Technology / Tue, 04 Jun 2024 Search Engine Land

Google’s documentation leak: 12 big takeaways for link builders and digital PRs

We don’t know how these are weighted, which are used in production and which could exist for experimental purposes. Below are the things we found in the documents that link builders and digital PRs should pay close attention to. To be clear: we don’t know how Google defines whether a page is fully trusted, not trusted or partially trusted. My guess is that this works in conjunction with the link spam demotions I talked about above, but we don’t know for sure. It is likely that Google ignores links that don’t come from relevant pages, making this a priority measure of success for link builders and digital PRs alike.

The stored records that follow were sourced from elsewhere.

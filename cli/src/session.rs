//! Interactive terminal session.

use std::io::{self, BufRead, Write};

use anyhow::Result;
use littlechef_core::{
    Confirmation, CookingTime, Effect, Kitchen, Msg, Phase, View, DIETARY_OPTIONS,
};
use tokio::sync::mpsc;

use crate::render;

/// One line of user input, parsed.
#[derive(Debug, Clone, PartialEq, Eq)]
pub enum Command {
    Add(Vec<String>),
    Remove(String),
    Diet(String),
    Time(CookingTime),
    Generate,
    Save,
    ShopAll,
    View(View),
    Open(usize),
    Delete(usize),
    Item(String),
    Check(usize),
    Drop(usize),
    Clear,
    Dismiss,
    Help,
    Quit,
}

/// Parse a cooking-time bucket from its label or a short alias.
pub fn parse_cooking_time(s: &str) -> Option<CookingTime> {
    match s.trim().to_lowercase().as_str() {
        "quick" | "15" => Some(CookingTime::Quick),
        "30" => Some(CookingTime::ThirtyMinutes),
        "60" | "1h" | "hour" => Some(CookingTime::OneHour),
        "show" | "show-stopper" | "showstopper" => Some(CookingTime::ShowStopper),
        other => CookingTime::from_label(other),
    }
}

/// Resolve a dietary tag to its canonical spelling.
pub fn parse_dietary(s: &str) -> Option<&'static str> {
    let s = s.trim();
    DIETARY_OPTIONS
        .iter()
        .copied()
        .find(|tag| tag.eq_ignore_ascii_case(s))
}

fn parse_index(arg: &str) -> Result<usize, String> {
    match arg.trim().parse::<usize>() {
        Ok(n) if n > 0 => Ok(n),
        _ => Err(format!("Expected a list number, got '{}'", arg.trim())),
    }
}

fn require(arg: &str, usage: &str) -> Result<String, String> {
    let arg = arg.trim();
    if arg.is_empty() {
        Err(format!("Usage: {}", usage))
    } else {
        Ok(arg.to_string())
    }
}

impl Command {
    pub fn parse(line: &str) -> Result<Command, String> {
        let line = line.trim();
        let (word, arg) = line.split_once(char::is_whitespace).unwrap_or((line, ""));

        match word.to_lowercase().as_str() {
            "add" => {
                let items: Vec<String> = arg
                    .split(',')
                    .map(str::trim)
                    .filter(|s| !s.is_empty())
                    .map(str::to_string)
                    .collect();
                if items.is_empty() {
                    return Err("Usage: add <ingredient>[, <ingredient>...]".to_string());
                }
                Ok(Command::Add(items))
            }
            "remove" => require(arg, "remove <ingredient>").map(Command::Remove),
            "diet" => {
                let tag = require(arg, "diet <tag>")?;
                parse_dietary(&tag)
                    .map(|t| Command::Diet(t.to_string()))
                    .ok_or_else(|| {
                        format!(
                            "Unknown tag '{}'. Choose from: {}",
                            tag,
                            DIETARY_OPTIONS.join(", ")
                        )
                    })
            }
            "time" => {
                let bucket = require(arg, "time <bucket>")?;
                parse_cooking_time(&bucket)
                    .map(Command::Time)
                    .ok_or_else(|| format!("Unknown cooking time '{}'", bucket))
            }
            "generate" | "go" => Ok(Command::Generate),
            "save" => Ok(Command::Save),
            "shop-all" => Ok(Command::ShopAll),
            "view" => {
                let name = require(arg, "view <home|saved|shopping>")?;
                View::from_str(&name)
                    .map(Command::View)
                    .ok_or_else(|| format!("Unknown view '{}'", name))
            }
            "open" => parse_index(arg).map(Command::Open),
            "delete" => parse_index(arg).map(Command::Delete),
            "item" => require(arg, "item <name>").map(Command::Item),
            "check" => parse_index(arg).map(Command::Check),
            "drop" => parse_index(arg).map(Command::Drop),
            "clear" => Ok(Command::Clear),
            "dismiss" => Ok(Command::Dismiss),
            "help" | "?" => Ok(Command::Help),
            "quit" | "exit" | "q" => Ok(Command::Quit),
            "" => Err(String::new()),
            other => Err(format!("Unknown command '{}'. Type 'help' for a list.", other)),
        }
    }
}

/// Turn a command into the messages it stands for, resolving list numbers
/// against the current state.
fn messages(kitchen: &Kitchen, command: Command) -> Result<Vec<Msg>, String> {
    let state = kitchen.state();
    let saved_id = |n: usize| {
        state
            .saved_recipes
            .get(n - 1)
            .map(|s| s.id)
            .ok_or_else(|| format!("No cookbook entry {}", n))
    };
    let item_id = |n: usize| {
        state
            .shopping_list
            .get(n - 1)
            .map(|i| i.id)
            .ok_or_else(|| format!("No shopping list item {}", n))
    };

    let msgs = match command {
        Command::Add(items) => items.into_iter().map(Msg::AddIngredient).collect(),
        Command::Remove(name) => vec![Msg::RemoveIngredient(name.to_lowercase())],
        Command::Diet(tag) => vec![Msg::ToggleDietary(tag)],
        Command::Time(bucket) => vec![Msg::SetCookingTime(bucket)],
        Command::Generate => vec![Msg::Generate],
        Command::Save => vec![Msg::SaveCurrentRecipe],
        Command::ShopAll => vec![Msg::AddAllToShoppingList],
        Command::View(view) => vec![Msg::SetView(view)],
        Command::Open(n) => vec![Msg::LoadSavedRecipe(saved_id(n)?)],
        Command::Delete(n) => vec![Msg::DeleteSavedRecipe(saved_id(n)?)],
        Command::Item(name) => vec![Msg::AddManualShoppingItem(name)],
        Command::Check(n) => vec![Msg::ToggleShoppingItem(item_id(n)?)],
        Command::Drop(n) => vec![Msg::RemoveShoppingItem(item_id(n)?)],
        Command::Clear => vec![Msg::ClearShoppingList],
        Command::Dismiss => vec![Msg::DismissError],
        Command::Help | Command::Quit => vec![],
    };
    Ok(msgs)
}

fn is_yes(answer: &str) -> bool {
    matches!(answer.trim().to_lowercase().as_str(), "y" | "yes")
}

fn prompt() -> Result<()> {
    print!("chef> ");
    io::stdout().flush()?;
    Ok(())
}

/// Read stdin on a blocking thread and forward lines until EOF.
fn spawn_stdin_reader() -> mpsc::Receiver<String> {
    let (tx, rx) = mpsc::channel::<String>(1);
    tokio::task::spawn_blocking(move || {
        for line in io::stdin().lock().lines() {
            let Ok(line) = line else { break };
            if tx.blocking_send(line).is_err() {
                break;
            }
        }
    });
    rx
}

pub async fn run(mut kitchen: Kitchen) -> Result<()> {
    println!("Welcome to LittleChef! Type 'help' for commands.");
    println!();
    println!("{}", render::view(kitchen.state()));
    prompt()?;

    let mut lines = spawn_stdin_reader();

    loop {
        tokio::select! {
            line = lines.recv() => {
                let Some(line) = line else { break };
                match Command::parse(&line) {
                    Ok(Command::Quit) => break,
                    Ok(Command::Help) => println!("{}", render::help()),
                    Ok(command) => {
                        if let Err(message) = apply(&mut kitchen, command, &mut lines).await {
                            println!("{}", message);
                        }
                    }
                    Err(message) if message.is_empty() => {}
                    Err(message) => println!("{}", message),
                }
                prompt()?;
            }
            progressed = kitchen.next_completion(), if kitchen.in_flight() > 0 => {
                if progressed {
                    println!();
                    announce(&kitchen);
                    prompt()?;
                }
            }
        }
    }

    tracing::debug!(in_flight = kitchen.in_flight(), "Session ended");
    Ok(())
}

async fn apply(
    kitchen: &mut Kitchen,
    command: Command,
    lines: &mut mpsc::Receiver<String>,
) -> Result<(), String> {
    let show_view = matches!(
        command,
        Command::View(_)
            | Command::Open(_)
            | Command::Delete(_)
            | Command::Check(_)
            | Command::Drop(_)
    );

    for msg in messages(kitchen, command)? {
        for effect in kitchen.dispatch(msg) {
            match effect {
                Effect::Confirm(confirmation) => {
                    print!("{} [y/N] ", confirmation.question());
                    let _ = io::stdout().flush();
                    let answer = lines.recv().await.unwrap_or_default();
                    if is_yes(&answer) {
                        match confirmation {
                            Confirmation::ClearShoppingList => {
                                kitchen.dispatch(Msg::ConfirmClearShoppingList);
                            }
                        }
                        println!("Shopping list cleared.");
                    }
                }
                Effect::Notify(notice) => println!("{}", notice),
                _ => {}
            }
        }
    }

    let state = kitchen.state();
    if show_view {
        println!("{}", render::view(state));
    } else if state.view == View::Home {
        println!("{}", render::kitchen_bar(state));
    }
    Ok(())
}

/// Print what changed after a generation request finished.
fn announce(kitchen: &Kitchen) {
    let state = kitchen.state();
    match state.phase {
        Phase::ImagePending(_) | Phase::ImageFailed(_) | Phase::Ready(_) => {
            if let Some(recipe) = &state.recipe {
                if matches!(state.phase, Phase::ImagePending(_)) {
                    println!("{}", render::recipe(recipe, None));
                    println!();
                    println!("Plating up a photo...");
                } else if let Some(uri) = &state.image_url {
                    println!("Photo ready: {}", render::image_summary(uri));
                } else {
                    println!("No photo this time, but the recipe is ready.");
                }
            }
        }
        Phase::RecipeFailed(_) => println!("{}", render::kitchen_bar(state)),
        Phase::Idle | Phase::RecipePending(_) => {}
    }
}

Lots of insights and opinions have already been shared about last week’s leak of Google’s Content API Warehouse documentation, including the fantastic write-ups from:

But what can link builders and digital PRs learn from the documents?

Since news of the leak broke, Liv Day, Digitaloft’s SEO Lead, and I have spent a lot of time investigating what the documentation tells us about links.

We went into our analysis of the documents trying to gain insights around a few key questions:

Do links still matter?

Are some links more likely to contribute to SEO success than others?

How does Google define link spam?

To be clear, the leaked documentation doesn’t contain confirmed ranking factors. It contains information on more than 2,500 modules and over 14,000 attributes.

We don’t know how these are weighted, which are used in production and which could exist for experimental purposes.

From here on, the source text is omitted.